Watching Sass in Eleventy

By Steve Stedman

I’ve been using node-sass in my 11ty workflow for awhile now but haven’t been able to get the --watch flag to work to my satisfaction. For instance, while Browsersync automatically refreshes the browser for content and template changes, it didn’t rebuild my Sass files and then refresh the browser.

Well, I finally had enough of the manual labor and found a Mathieu Huot solution that sorta worked for me. I made a few tweaks that I hope he doesn’t mind:

  • I don’t have a lot of Sass files to process and my render times were in the 125ms range. So I chose the simplicity of a synchronous process instead of a promise-based one. Bonus: I get to skip a dependency (fs-extra).
  • Rather than introduce an environment variable (e.g., dev) to toggle the start of this script (and prevent it running it in production), I look for the --watch process argument. It’s present when Eleventy is fired up in dev mode: node eleventy --serve --watch.

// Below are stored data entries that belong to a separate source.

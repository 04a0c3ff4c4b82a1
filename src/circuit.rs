// src/circuit.rs

//! # Circuit Breaker Registry
//!
//! Per-endpoint failure isolation: CLOSED → OPEN when consecutive failures
//! exceed the threshold, OPEN → HALF_OPEN after a (jittered, exponentially
//! escalating) cooldown, HALF_OPEN → CLOSED on a successful probe or back to
//! OPEN on a failed one.
//!
//! HALF_OPEN admits exactly one probe. The probe slot is granted through a
//! [`CallPermit`] and stays held until the permit reports a result (or is
//! dropped, which counts as a failure); concurrent callers arriving while a
//! probe is in flight get `CircuitError::ProbeInFlight` and are never routed
//! to the endpoint. Failure counting and state transition happen under one
//! lock acquisition, as a single atomic unit.

use crate::config::ResilienceSettings;
use crate::errors::CircuitError;
use crate::metrics::CIRCUIT_TRANSITIONS;
use crate::types::EndpointId;
use dashmap::DashMap;
use rand::Rng;
use std::sync::{Arc, Mutex};
use std::time::{Duration, Instant};
use tracing::{debug, info, warn};

#[derive(Debug, Clone, Copy, PartialEq, Eq)]
pub enum BreakerState {
    Closed,
    Open,
    HalfOpen,
}

#[derive(Debug)]
struct BreakerInner {
    state: BreakerState,
    consecutive_failures: u64,
    opened_at: Option<Instant>,
    current_cooldown: Duration,
    backoff_multiplier: u64,
    probe_in_flight: bool,
    trips: u64,
    total_failures: u64,
    total_successes: u64,
}

/// Point-in-time view of a breaker, for tests and operator surfaces.
#[derive(Debug, Clone, Copy)]
pub struct BreakerSnapshot {
    pub state: BreakerState,
    pub consecutive_failures: u64,
    pub probe_in_flight: bool,
    pub trips: u64,
    pub total_failures: u64,
    pub total_successes: u64,
}

#[derive(Debug)]
pub struct CircuitBreaker {
    endpoint: EndpointId,
    settings: Arc<ResilienceSettings>,
    // The synchronous mutex lets the permit's Drop impl resolve without an
    // executor; nothing awaits while holding it.
    inner: Mutex<BreakerInner>,
}

impl CircuitBreaker {
    fn new(endpoint: EndpointId, settings: Arc<ResilienceSettings>) -> Self {
        Self {
            endpoint,
            settings,
            inner: Mutex::new(BreakerInner {
                state: BreakerState::Closed,
                consecutive_failures: 0,
                opened_at: None,
                current_cooldown: Duration::ZERO,
                backoff_multiplier: 1,
                probe_in_flight: false,
                trips: 0,
                total_failures: 0,
                total_successes: 0,
            }),
        }
    }

    /// Requests permission to call the protected endpoint. The returned
    /// permit must be resolved with `succeed()` or `fail()` once the call's
    /// outcome is known.
    pub fn try_acquire(self: &Arc<Self>) -> Result<CallPermit, CircuitError> {
        let mut inner = self.inner.lock().expect("breaker lock poisoned");
        match inner.state {
            BreakerState::Closed => Ok(CallPermit::new(self.clone(), false)),
            BreakerState::Open => {
                let elapsed = inner.opened_at.map(|t| t.elapsed()).unwrap_or_default();
                if elapsed >= inner.current_cooldown {
                    inner.state = BreakerState::HalfOpen;
                    inner.probe_in_flight = true;
                    self.record_transition("half_open");
                    info!(endpoint = %self.endpoint, "Circuit entering half-open; probe granted");
                    Ok(CallPermit::new(self.clone(), true))
                } else {
                    let retry_after_ms =
                        inner.current_cooldown.saturating_sub(elapsed).as_millis() as u64;
                    Err(CircuitError::Open { endpoint: self.endpoint.clone(), retry_after_ms })
                }
            }
            BreakerState::HalfOpen => {
                if inner.probe_in_flight {
                    Err(CircuitError::ProbeInFlight { endpoint: self.endpoint.clone() })
                } else {
                    inner.probe_in_flight = true;
                    Ok(CallPermit::new(self.clone(), true))
                }
            }
        }
    }

    pub fn snapshot(&self) -> BreakerSnapshot {
        let inner = self.inner.lock().expect("breaker lock poisoned");
        BreakerSnapshot {
            state: inner.state,
            consecutive_failures: inner.consecutive_failures,
            probe_in_flight: inner.probe_in_flight,
            trips: inner.trips,
            total_failures: inner.total_failures,
            total_successes: inner.total_successes,
        }
    }

    fn on_result(&self, probe: bool, success: bool) {
        let mut inner = self.inner.lock().expect("breaker lock poisoned");
        if success {
            inner.total_successes = inner.total_successes.saturating_add(1);
            if probe {
                inner.probe_in_flight = false;
                inner.state = BreakerState::Closed;
                inner.consecutive_failures = 0;
                inner.backoff_multiplier = 1;
                inner.opened_at = None;
                self.record_transition("closed");
                info!(endpoint = %self.endpoint, "Probe succeeded; circuit closed");
            } else {
                inner.consecutive_failures = 0;
            }
            return;
        }

        inner.total_failures = inner.total_failures.saturating_add(1);
        if probe {
            inner.probe_in_flight = false;
            inner.backoff_multiplier =
                (inner.backoff_multiplier * 2).min(self.settings.max_backoff_multiplier.max(1));
            self.open(&mut inner);
            warn!(
                endpoint = %self.endpoint,
                backoff = inner.backoff_multiplier,
                "Probe failed; circuit re-opened with escalated cooldown"
            );
        } else {
            inner.consecutive_failures = inner.consecutive_failures.saturating_add(1);
            debug!(
                endpoint = %self.endpoint,
                consecutive = inner.consecutive_failures,
                threshold = self.settings.failure_threshold,
                "Recorded endpoint failure"
            );
            if inner.state == BreakerState::Closed
                && inner.consecutive_failures >= self.settings.failure_threshold
            {
                self.open(&mut inner);
                warn!(
                    endpoint = %self.endpoint,
                    failures = inner.consecutive_failures,
                    "Failure threshold exceeded; circuit opened"
                );
            }
        }
    }

    fn open(&self, inner: &mut BreakerInner) {
        inner.state = BreakerState::Open;
        inner.opened_at = Some(Instant::now());
        inner.current_cooldown = self.jittered_cooldown(inner.backoff_multiplier);
        inner.trips = inner.trips.saturating_add(1);
        self.record_transition("open");
    }

    fn jittered_cooldown(&self, multiplier: u64) -> Duration {
        let base_ms = self.settings.open_cooldown_ms.saturating_mul(multiplier.max(1)) as f64;
        let jitter = if self.settings.jitter_factor > 0.0 {
            let range = base_ms * self.settings.jitter_factor;
            rand::thread_rng().gen_range(-range..=range)
        } else {
            0.0
        };
        Duration::from_millis((base_ms + jitter).max(1.0) as u64)
    }

    fn record_transition(&self, state: &str) {
        CIRCUIT_TRANSITIONS
            .with_label_values(&[&self.endpoint.to_string(), state])
            .inc();
    }
}

/// Permission to make one call through the breaker. For half-open probes the
/// exclusive probe slot is held by this permit until it resolves; dropping an
/// unresolved permit counts as a failure so an abandoned probe cannot wedge
/// the slot or prematurely close the circuit.
#[derive(Debug)]
pub struct CallPermit {
    breaker: Arc<CircuitBreaker>,
    probe: bool,
    resolved: bool,
}

impl CallPermit {
    fn new(breaker: Arc<CircuitBreaker>, probe: bool) -> Self {
        Self { breaker, probe, resolved: false }
    }

    pub fn is_probe(&self) -> bool {
        self.probe
    }

    pub fn succeed(mut self) {
        self.resolved = true;
        self.breaker.on_result(self.probe, true);
    }

    pub fn fail(mut self) {
        self.resolved = true;
        self.breaker.on_result(self.probe, false);
    }
}

impl Drop for CallPermit {
    fn drop(&mut self) {
        if !self.resolved {
            self.breaker.on_result(self.probe, false);
        }
    }
}

/// Shared registry handing out one breaker per endpoint key.
#[derive(Debug)]
pub struct CircuitBreakerRegistry {
    breakers: DashMap<EndpointId, Arc<CircuitBreaker>>,
    settings: Arc<ResilienceSettings>,
}

impl CircuitBreakerRegistry {
    pub fn new(settings: Arc<ResilienceSettings>) -> Self {
        Self { breakers: DashMap::new(), settings }
    }

    pub fn breaker(&self, endpoint: &EndpointId) -> Arc<CircuitBreaker> {
        self.breakers
            .entry(endpoint.clone())
            .or_insert_with(|| {
                Arc::new(CircuitBreaker::new(endpoint.clone(), self.settings.clone()))
            })
            .clone()
    }
}

#[cfg(test)]
mod tests {
    use super::*;
    use crate::types::ChainId;

    fn settings() -> Arc<ResilienceSettings> {
        Arc::new(ResilienceSettings {
            failure_threshold: 3,
            open_cooldown_ms: 50,
            max_backoff_multiplier: 4,
            jitter_factor: 0.0,
            ..ResilienceSettings::default()
        })
    }

    fn breaker() -> Arc<CircuitBreaker> {
        let registry = CircuitBreakerRegistry::new(settings());
        registry.breaker(&EndpointId::execution(ChainId(1)))
    }

    #[tokio::test]
    async fn opens_after_threshold_and_admits_single_probe() {
        let b = breaker();
        for _ in 0..3 {
            b.try_acquire().unwrap().fail();
        }
        assert_eq!(b.snapshot().state, BreakerState::Open);
        assert!(matches!(b.try_acquire(), Err(CircuitError::Open { .. })));

        tokio::time::sleep(Duration::from_millis(60)).await;

        // First caller after cooldown becomes the probe.
        let probe = b.try_acquire().unwrap();
        assert!(probe.is_probe());
        // While the probe is unresolved, everyone else is rejected.
        assert!(matches!(b.try_acquire(), Err(CircuitError::ProbeInFlight { .. })));
        assert!(matches!(b.try_acquire(), Err(CircuitError::ProbeInFlight { .. })));

        probe.succeed();
        assert_eq!(b.snapshot().state, BreakerState::Closed);
        assert!(b.try_acquire().is_ok());
    }

    #[tokio::test]
    async fn failed_probe_reopens_with_escalated_cooldown() {
        let b = breaker();
        for _ in 0..3 {
            b.try_acquire().unwrap().fail();
        }
        tokio::time::sleep(Duration::from_millis(60)).await;
        b.try_acquire().unwrap().fail();

        let snap = b.snapshot();
        assert_eq!(snap.state, BreakerState::Open);
        assert_eq!(snap.trips, 2);
        // Cooldown doubled: a caller right away is still rejected after the
        // base cooldown alone.
        tokio::time::sleep(Duration::from_millis(60)).await;
        assert!(matches!(b.try_acquire(), Err(CircuitError::Open { .. })));
        tokio::time::sleep(Duration::from_millis(60)).await;
        assert!(b.try_acquire().unwrap().is_probe());
    }

    #[tokio::test]
    async fn dropped_probe_counts_as_failure() {
        let b = breaker();
        for _ in 0..3 {
            b.try_acquire().unwrap().fail();
        }
        tokio::time::sleep(Duration::from_millis(60)).await;
        {
            let _probe = b.try_acquire().unwrap();
            // Dropped without resolution.
        }
        assert_eq!(b.snapshot().state, BreakerState::Open);
        assert!(!b.snapshot().probe_in_flight);
    }

    #[tokio::test]
    async fn success_resets_consecutive_failures() {
        let b = breaker();
        b.try_acquire().unwrap().fail();
        b.try_acquire().unwrap().fail();
        b.try_acquire().unwrap().succeed();
        b.try_acquire().unwrap().fail();
        b.try_acquire().unwrap().fail();
        assert_eq!(b.snapshot().state, BreakerState::Closed);
    }
}
//! A Serverify-compatible mock server.
//!
//! Sessions are created over the control API under `/session`. Every request
//! sent to `/mock/{name}/...` is recorded against session `name` and can be
//! read back with `GET /session/{name}`.

pub mod config;

use std::{collections::HashMap, sync::Arc};

use axum::{
    body::Bytes,
    extract::{Path, Query, State},
    http::{HeaderMap, Method, StatusCode},
    response::{IntoResponse, Response},
    routing::{any, get, post},
    Json, Router,
};
use chrono::{DateTime, Utc};
use serde::{Deserialize, Serialize};
use tokio::{net::TcpListener, sync::RwLock};

pub use config::Config;

#[derive(Clone, Debug, Serialize, Deserialize)]
pub struct SessionBody {
    pub session: String,
}

/// One request received on a session's mock endpoint.
#[derive(Clone, Debug, Serialize, Deserialize)]
pub struct History {
    pub method: String,
    pub headers: HashMap<String, String>,
    pub path: String,
    pub query: HashMap<String, String>,
    pub body: String,
    #[serde(rename = "requestedAt")]
    pub requested_at: DateTime<Utc>,
}

#[derive(Clone, Debug, Serialize, Deserialize)]
pub struct Histories {
    pub histories: Vec<History>,
}

/// Failures rendered as `{"serverify_error": {"message": ...}}`.
#[derive(Debug, Clone, PartialEq, Eq)]
pub enum ApiError {
    AlreadyExists(String),
    NotFound(String),
}

impl ApiError {
    fn status(&self) -> StatusCode {
        match self {
            ApiError::AlreadyExists(_) => StatusCode::CONFLICT,
            ApiError::NotFound(_) => StatusCode::NOT_FOUND,
        }
    }

    fn message(&self) -> String {
        match self {
            ApiError::AlreadyExists(name) => format!("session \"{name}\" is already exists"),
            ApiError::NotFound(name) => format!("session \"{name}\" is not found"),
        }
    }
}

impl IntoResponse for ApiError {
    fn into_response(self) -> Response {
        let body = serde_json::json!({ "serverify_error": { "message": self.message() } });
        (self.status(), Json(body)).into_response()
    }
}

pub type Db = Arc<RwLock<HashMap<String, Vec<History>>>>;

pub fn app() -> Router {
    let db: Db = Arc::new(RwLock::new(HashMap::new()));
    Router::new()
        .route("/session", post(create_session))
        .route("/session/{name}", get(get_session).delete(delete_session))
        .route("/mock/{name}", any(mock_root))
        .route("/mock/{name}/{*path}", any(mock_path))
        .with_state(db)
}

pub async fn run(listener: TcpListener) -> Result<(), std::io::Error> {
    axum::serve(listener, app()).await
}

async fn create_session(
    State(db): State<Db>,
    Json(input): Json<SessionBody>,
) -> Result<(StatusCode, Json<SessionBody>), ApiError> {
    let mut sessions = db.write().await;
    if sessions.contains_key(&input.session) {
        return Err(ApiError::AlreadyExists(input.session));
    }
    sessions.insert(input.session.clone(), Vec::new());
    tracing::info!(session = %input.session, "session created");
    Ok((StatusCode::ACCEPTED, Json(input)))
}

async fn get_session(
    State(db): State<Db>,
    Path(name): Path<String>,
) -> Result<Json<Histories>, ApiError> {
    let sessions = db.read().await;
    let histories = sessions.get(&name).cloned().ok_or(ApiError::NotFound(name))?;
    Ok(Json(Histories { histories }))
}

async fn delete_session(
    State(db): State<Db>,
    Path(name): Path<String>,
) -> Result<Json<SessionBody>, ApiError> {
    let mut sessions = db.write().await;
    if sessions.remove(&name).is_none() {
        return Err(ApiError::NotFound(name));
    }
    tracing::info!(session = %name, "session deleted");
    Ok(Json(SessionBody { session: name }))
}

async fn mock_root(
    State(db): State<Db>,
    Path(name): Path<String>,
    method: Method,
    headers: HeaderMap,
    Query(query): Query<Vec<(String, String)>>,
    body: Bytes,
) -> Result<Json<serde_json::Value>, ApiError> {
    record(&db, name, "/".to_string(), method, &headers, query, &body).await
}

async fn mock_path(
    State(db): State<Db>,
    Path((name, path)): Path<(String, String)>,
    method: Method,
    headers: HeaderMap,
    Query(query): Query<Vec<(String, String)>>,
    body: Bytes,
) -> Result<Json<serde_json::Value>, ApiError> {
    record(&db, name, format!("/{path}"), method, &headers, query, &body).await
}

async fn record(
    db: &Db,
    name: String,
    path: String,
    method: Method,
    headers: &HeaderMap,
    query: Vec<(String, String)>,
    body: &[u8],
) -> Result<Json<serde_json::Value>, ApiError> {
    let history = History {
        method: method.as_str().to_string(),
        headers: first_header_values(headers),
        path,
        query: first_values(query),
        body: String::from_utf8_lossy(body).into_owned(),
        requested_at: Utc::now(),
    };

    let mut sessions = db.write().await;
    let histories = sessions
        .get_mut(&name)
        .ok_or_else(|| ApiError::NotFound(name.clone()))?;
    tracing::debug!(session = %name, method = %history.method, path = %history.path, "mock request recorded");
    histories.push(history);
    Ok(Json(serde_json::json!({})))
}

fn first_header_values(headers: &HeaderMap) -> HashMap<String, String> {
    let mut out = HashMap::new();
    for (name, value) in headers {
        if let Ok(value) = value.to_str() {
            out.entry(name.as_str().to_string())
                .or_insert_with(|| value.to_string());
        }
    }
    out
}

fn first_values(pairs: Vec<(String, String)>) -> HashMap<String, String> {
    let mut out = HashMap::new();
    for (key, value) in pairs {
        out.entry(key).or_insert(value);
    }
    out
}

#[cfg(test)]
mod tests {
    use super::*;

    #[test]
    fn history_serializes_requested_at_in_rfc3339() {
        let history = History {
            method: "POST".to_string(),
            headers: HashMap::new(),
            path: "/test".to_string(),
            query: HashMap::new(),
            body: "[1, 2]".to_string(),
            requested_at: "2024-07-01T15:00:00Z".parse().unwrap(),
        };
        let json = serde_json::to_value(&history).unwrap();
        assert_eq!(json["requestedAt"], "2024-07-01T15:00:00Z");
        assert_eq!(json["body"], "[1, 2]");
    }

    #[test]
    fn error_messages_name_the_session() {
        assert_eq!(
            ApiError::AlreadyExists("a".to_string()).message(),
            "session \"a\" is already exists"
        );
        assert_eq!(ApiError::NotFound("a".to_string()).message(), "session \"a\" is not found");
        assert_eq!(ApiError::NotFound("a".to_string()).status(), StatusCode::NOT_FOUND);
    }

    #[test]
    fn first_query_value_wins() {
        let query = first_values(vec![
            ("k".to_string(), "1".to_string()),
            ("k".to_string(), "2".to_string()),
            ("j".to_string(), "3".to_string()),
        ]);
        assert_eq!(query["k"], "1");
        assert_eq!(query["j"], "3");
    }

    #[test]
    fn session_body_rejects_missing_name() {
        let result: Result<SessionBody, _> = serde_json::from_str(r#"{"name":"x"}"#);
        assert!(result.is_err());
    }
}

UPDATE (2020-09-15): I recently came across an Egghead tutorial on Sass compiling that may work better for you.

Let’s go #

  1. Make sure node-sass is installed.

    npm install --save-dev node-sass
  2. Open a new file, name it _includes/sass-watch.js, and drop in the following code.

    const fs = require('fs');
    const path = require('path');
    const sass = require('node-sass');

    /**
    * Render and save the Sass to CSS.
    * @param {string} sassPath The Sass input path.
    * @param {string} cssFilePath The CSS output file path.
    */

    const buildCss = (sassPath, cssFilePath) => {
    // Render CSS from Sass source path.
    const rendered = sass.renderSync({ file: sassPath });
    // Save CSS to output path.
    fs.writeFile(cssFilePath, rendered.css.toString(), (writeErr) => {
    if (writeErr) throw writeErr;
    console.log(`CSS file saved: ${cssFilePath} (in ${rendered.stats.duration}ms)`);
    });
    };

    /**
    * Initialize and watch Sass for changes requiring a build.
    * @param {string} sassPath The Sass input path.
    * @param {string} cssFilePath The CSS output file path.
    */

    module.exports = (sassPath, cssFilePath) => {
    // If CSS output directory doesn't already exist, make it.
    if (!fs.existsSync(path.dirname(cssFilePath))) {
    console.log(`Creating new CSS directory: ${path.dirname(cssFilePath)}/`);
    // Create output directory.
    fs.mkdir(path.dirname(cssFilePath), { recursive: true }, (mkdirErr) => {
    if (mkdirErr) throw mkdirErr;
    console.log('CSS directory created.');
    });
    }
    // Build CSS on startup.
    buildCss(sassPath, cssFilePath);
    // Watch for changes to Sass directory.
    fs.watch(path.dirname(sassPath), (evType, filename) => {
    console.log(`SCSS file changed: ${path.dirname(sassPath)}/${filename}`);
    // Rebuild the CSS.
    buildCss(sassPath, cssFilePath);
    });
    };
  3. Edit .eleventy.js so that it now includes the following sass-watch bits.

    const sassWatch = require('./_includes/sass-watch');

    module.exports = function (eleventyConfig) {
    // Run only when 11ty is in watch mode.
    if (process.argv.includes('--watch')) {
    // Watch Sass directory for updates.
    sassWatch('./src/_sass/_main.scss', './dist/css/main.css');
    // Refresh the browser when there are updates in the Sass directory.
    eleventyConfig.addWatchTarget('./src/_sass/');
    }
    ..
    };

    The config for the command line and VSCode is no different from the standard setup:

    • Command line: package.json start script:

      "start": "eleventy --serve --watch"
    • VSCode: .vscode/launch.json script:

      {
      "version": "0.2.0",
      "configurations": [
      {
      "type": "node",
      "request": "launch",
      "name": "Launch 11ty",
      "cwd": "${workspaceFolder}",
      "runtimeExecutable": "npm",
      "runtimeArgs": ["start"],
      }
      ]
      }
  4. Start Eleventy again via command line (npm start) or VSCode via the Debugger, all subsequent changes to Sass files should initiate an automatic build and the browser should refresh with the changes.

Conclusion #

I sincerely hope there’s a better solution for kicking-off Sass builds on file change events. If you know of a better way, please reach out on Twitter @stedman.

Until then, I’ll be happily updating Sass and watching the changes show up in my browser.